The surveillance survey consists of two parts, taking a quick survey by answering some questions and testing for COVID-19. The test itself will help to figure how frequent asymptomatic cases are on campus.
"(The survey) asks questions that will help us determine how representative the people who come in are of the campus population as a whole," said Dr. Beth Bailey, CMU professor and research administrator for the College of Medicine.
Survey questions will be based on where members of the CMU community have been congregating, how often they go home and where they eat.
By taking the survey, it will be easier to "start to identify potential pockets and clusters," of the virus as well as find possible risk factors, Bailey said.
The university is asking for volunteers who frequent campus, are not currently experiencing any symptoms of COVID-19, have not been in close contact with anyone who has been confirmed to test positive for the virus and have not tested positive for COVID-19 in the past.
"What we're really hoping to do is perhaps educate people about what some of these risk factors are," Bailey said. "We're asking them to come in so that we can see what is going on, on the campus related to COVID because we know a lot of people are asymptomatic that have it."
The College of Medicine is hoping to test five percent, about 200 members, of the campus community to get a representation of how common asymptomatic cases may be. Willing participants have been requested to sign up through Microsoft Outlook, and go to room 28A in the lower level of Foust Hall at the time they choose.
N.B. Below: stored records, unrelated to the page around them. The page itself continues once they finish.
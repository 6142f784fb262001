//! Bytecode tape for re-evaluable reverse-mode AD.
//!
//! The tape is an arena of indexed entries: parallel vectors of opcodes,
//! argument index pairs and primal values. Every argument index points to an
//! earlier entry, so the recorded graph is acyclic by construction and the
//! optimizer's liveness pass is a single backward walk.
//!
//! Lifecycle: [`Recording::begin`] → [`Recording::end`] yields a tape in
//! [`TapeState::Recorded`]; [`optimize`](BytecodeTape::optimize) moves it to
//! [`TapeState::Optimized`]. Queries ([`forward`](BytecodeTape::forward),
//! [`jacobian`](BytecodeTape::jacobian), [`hessian`](BytecodeTape::hessian))
//! take `&self` and may be issued from several threads at once.
//!
//! # Limitations
//!
//! The tape records one execution path. If the recorded function contains
//! branches (`if x > 0 { ... } else { ... }`), re-evaluating at inputs that
//! take a different branch produces incorrect results.

use crate::error::{Error, Result};
use crate::float::Float;
use crate::opcode::{OpCode, UNUSED};

mod forward;
mod jacobian;
mod optimize;
mod recording;
mod reverse;
mod tangent;
mod validate;

#[cfg(feature = "parallel")]
mod parallel;
#[cfg(feature = "serde")]
mod serde_support;

mod thread_local;
pub use self::recording::Recording;
pub use self::thread_local::{is_recording, with_active_tape, TapeThreadLocal};

/// Sentinel index for constant entries (not tracked).
pub const CONSTANT: u32 = u32::MAX;

/// Where a tape sits in its lifecycle.
#[derive(Clone, Copy, Debug, PartialEq, Eq)]
#[cfg_attr(feature = "serde", derive(serde::Serialize, serde::Deserialize))]
pub enum TapeState {
    /// Outputs fixed, graph as recorded.
    Recorded,
    /// CSE and DCE applied.
    Optimized,
}

/// A bytecode tape that can be re-evaluated at different inputs.
///
/// Created via [`Recording`] or [`crate::api::record`].
pub struct BytecodeTape<F: Float> {
    pub(crate) opcodes: Vec<OpCode>,
    pub(crate) arg_indices: Vec<[u32; 2]>,
    pub(crate) values: Vec<F>,
    pub(crate) num_inputs: u32,
    pub(crate) num_variables: u32,
    /// Indices of the dependent variables, in the order they were passed to `end`.
    pub(crate) output_indices: Vec<u32>,
    pub(crate) state: TapeState,
    /// Validate every forward sweep a query performs.
    pub(crate) check_for_nan: bool,
}

impl<F: Float> BytecodeTape<F> {
    /// Create an empty bytecode tape.
    pub fn new() -> Self {
        Self::with_capacity(0)
    }

    /// Create a bytecode tape with pre-allocated capacity.
    pub fn with_capacity(est_ops: usize) -> Self {
        BytecodeTape {
            opcodes: Vec::with_capacity(est_ops),
            arg_indices: Vec::with_capacity(est_ops),
            values: Vec::with_capacity(est_ops),
            num_inputs: 0,
            num_variables: 0,
            output_indices: Vec::new(),
            state: TapeState::Recorded,
            check_for_nan: false,
        }
    }

    /// Register a new input variable. Returns its index.
    ///
    /// Inputs must be registered before any other entry so that input `i`
    /// lives at tape index `i`.
    #[inline]
    pub fn new_input(&mut self, value: F) -> u32 {
        debug_assert_eq!(
            self.num_inputs, self.num_variables,
            "inputs must precede all other tape entries"
        );
        let idx = self.num_variables;
        self.num_variables += 1;
        self.num_inputs += 1;
        self.opcodes.push(OpCode::Input);
        self.arg_indices.push([UNUSED, UNUSED]);
        self.values.push(value);
        idx
    }

    /// Register a scalar constant. Returns its index.
    #[inline]
    pub fn push_const(&mut self, value: F) -> u32 {
        let idx = self.num_variables;
        self.num_variables += 1;
        self.opcodes.push(OpCode::Const);
        self.arg_indices.push([UNUSED, UNUSED]);
        self.values.push(value);
        idx
    }

    /// Record an operation. Returns the result index.
    ///
    /// **Constant folding**: if all operands point to `Const` entries (not `Input`),
    /// the operation is replaced by a single `Const` with the already-computed value.
    ///
    /// **Algebraic simplification**: identity patterns (`x + 0 → x`, `x * 1 → x`,
    /// etc.) and absorbing patterns (`x * 0 → 0`, `x - x → 0`, `x / x → 1`) are
    /// detected and short-circuited. Absorbing patterns are guarded by a value check
    /// to handle NaN/Inf edge cases correctly.
    #[inline]
    pub fn push_op(&mut self, op: OpCode, arg0: u32, arg1: u32, value: F) -> u32 {
        let arg0_const = self.opcodes[arg0 as usize] == OpCode::Const;
        let arg1_const = arg1 == UNUSED || self.opcodes[arg1 as usize] == OpCode::Const;
        if arg0_const && arg1_const {
            return self.push_const(value);
        }

        if (arg0_const || arg1_const) && arg1 != UNUSED {
            if let Some(idx) =
                self.try_algebraic_simplify(op, arg0, arg1, arg0_const, arg1_const, value)
            {
                return idx;
            }
        }

        if arg0 == arg1 && arg1 != UNUSED {
            if let Some(idx) = self.try_same_index_simplify(op, value) {
                return idx;
            }
        }

        let idx = self.num_variables;
        self.num_variables += 1;
        self.opcodes.push(op);
        self.arg_indices.push([arg0, arg1]);
        self.values.push(value);
        idx
    }

    /// Try to simplify a binary op where exactly one argument is a known constant.
    ///
    /// Identity patterns (`x + 0`, `x * 1`, etc.) return the original index
    /// whose value is correct. Absorbing patterns (`x * 0`) use
    /// `push_const(value)` to keep IEEE 754 signed zeros, and are guarded by
    /// `value == expected` (`NaN * 0 = NaN`, not `0`).
    #[inline(never)]
    fn try_algebraic_simplify(
        &mut self,
        op: OpCode,
        arg0: u32,
        arg1: u32,
        arg0_const: bool,
        arg1_const: bool,
        value: F,
    ) -> Option<u32> {
        let zero = F::zero();
        let one = F::one();
        let c0 = arg0_const.then(|| self.values[arg0 as usize]);
        let c1 = arg1_const.then(|| self.values[arg1 as usize]);
        match op {
            OpCode::Add => {
                if c1 == Some(zero) {
                    return Some(arg0);
                }
                if c0 == Some(zero) {
                    return Some(arg1);
                }
            }
            OpCode::Sub => {
                if c1 == Some(zero) {
                    return Some(arg0);
                }
            }
            OpCode::Mul => {
                if c1 == Some(one) {
                    return Some(arg0);
                }
                if c0 == Some(one) {
                    return Some(arg1);
                }
                if (c0 == Some(zero) || c1 == Some(zero)) && value == zero {
                    return Some(self.push_const(value));
                }
            }
            OpCode::Div => {
                if c1 == Some(one) {
                    return Some(arg0);
                }
            }
            _ => {}
        }
        None
    }

    /// Try to simplify a binary op where both arguments are the same index.
    ///
    /// `x - x → 0` is guarded (Inf - Inf = NaN, not 0).
    /// `x / x → 1` is guarded (0/0 = NaN, not 1).
    #[inline(never)]
    fn try_same_index_simplify(&mut self, op: OpCode, value: F) -> Option<u32> {
        match op {
            OpCode::Sub if value == F::zero() => Some(self.push_const(value)),
            OpCode::Div if value == F::one() => Some(self.push_const(value)),
            _ => None,
        }
    }

    /// Mark the dependent variables. Fixes the tape's output count.
    pub fn set_outputs(&mut self, indices: &[u32]) {
        self.output_indices = indices.to_vec();
    }

    /// Number of input variables.
    #[inline]
    pub fn num_inputs(&self) -> usize {
        self.num_inputs as usize
    }

    /// Number of output variables.
    #[inline]
    pub fn num_outputs(&self) -> usize {
        self.output_indices.len()
    }

    /// Number of tape entries (including inputs and constants).
    #[inline]
    pub fn num_ops(&self) -> usize {
        self.opcodes.len()
    }

    /// Output values at the point the tape was recorded (or last
    /// [`replay`](Self::replay)ed at).
    pub fn output_values(&self) -> Vec<F> {
        self.output_indices
            .iter()
            .map(|&idx| self.values[idx as usize])
            .collect()
    }

    /// Indices of all output entries in the tape buffer.
    #[inline]
    pub fn output_indices(&self) -> &[u32] {
        &self.output_indices
    }

    #[inline]
    pub fn state(&self) -> TapeState {
        self.state
    }

    /// Make every query validate the forward sweep it performs, failing with
    /// [`Error::NonFiniteIntermediate`] on the first NaN/Inf entry.
    pub fn set_check_for_nan(&mut self, check: bool) {
        self.check_for_nan = check;
    }

    #[inline]
    pub fn check_for_nan(&self) -> bool {
        self.check_for_nan
    }

    /// Slice view of all opcodes in the tape.
    #[inline]
    pub fn opcodes_slice(&self) -> &[OpCode] {
        &self.opcodes
    }

    /// Slice view of all argument index pairs `[arg0, arg1]`.
    #[inline]
    pub fn arg_indices_slice(&self) -> &[[u32; 2]] {
        &self.arg_indices
    }

    /// Slice view of all primal values in the tape.
    #[inline]
    pub fn values_slice(&self) -> &[F] {
        &self.values
    }

    /// Fail unless `x` has one entry per independent input.
    #[inline]
    pub(crate) fn check_inputs(&self, x: &[F]) -> Result<()> {
        if x.len() != self.num_inputs as usize {
            return Err(Error::DimensionMismatch {
                what: "tape inputs",
                expected: self.num_inputs as usize,
                found: x.len(),
            });
        }
        Ok(())
    }

    /// Resolve an output position to its tape index.
    #[inline]
    pub(crate) fn output_entry(&self, output: usize) -> Result<u32> {
        self.output_indices
            .get(output)
            .copied()
            .ok_or(Error::DimensionMismatch {
                what: "output index",
                expected: self.output_indices.len(),
                found: output,
            })
    }
}

impl<F: Float> Default for BytecodeTape<F> {
    fn default() -> Self {
        Self::new()
    }
}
Testing will be taking place Tuesdays, Wednesdays and Thursdays until Oct. 15.
"By volunteering, students will be providing us with valuable information to quickly make decisions that can help us keep everyone on the campus and in the surrounding area safer... as many as 40 percent of people with COVID-19 have no symptoms, but can still spread the infection to others," Bailey said. "Asymptomatic students who find out they are positive will be able to take action to reduce their risk of spreading the infection to others so they can keep their friends, fellow students, and loved ones safe."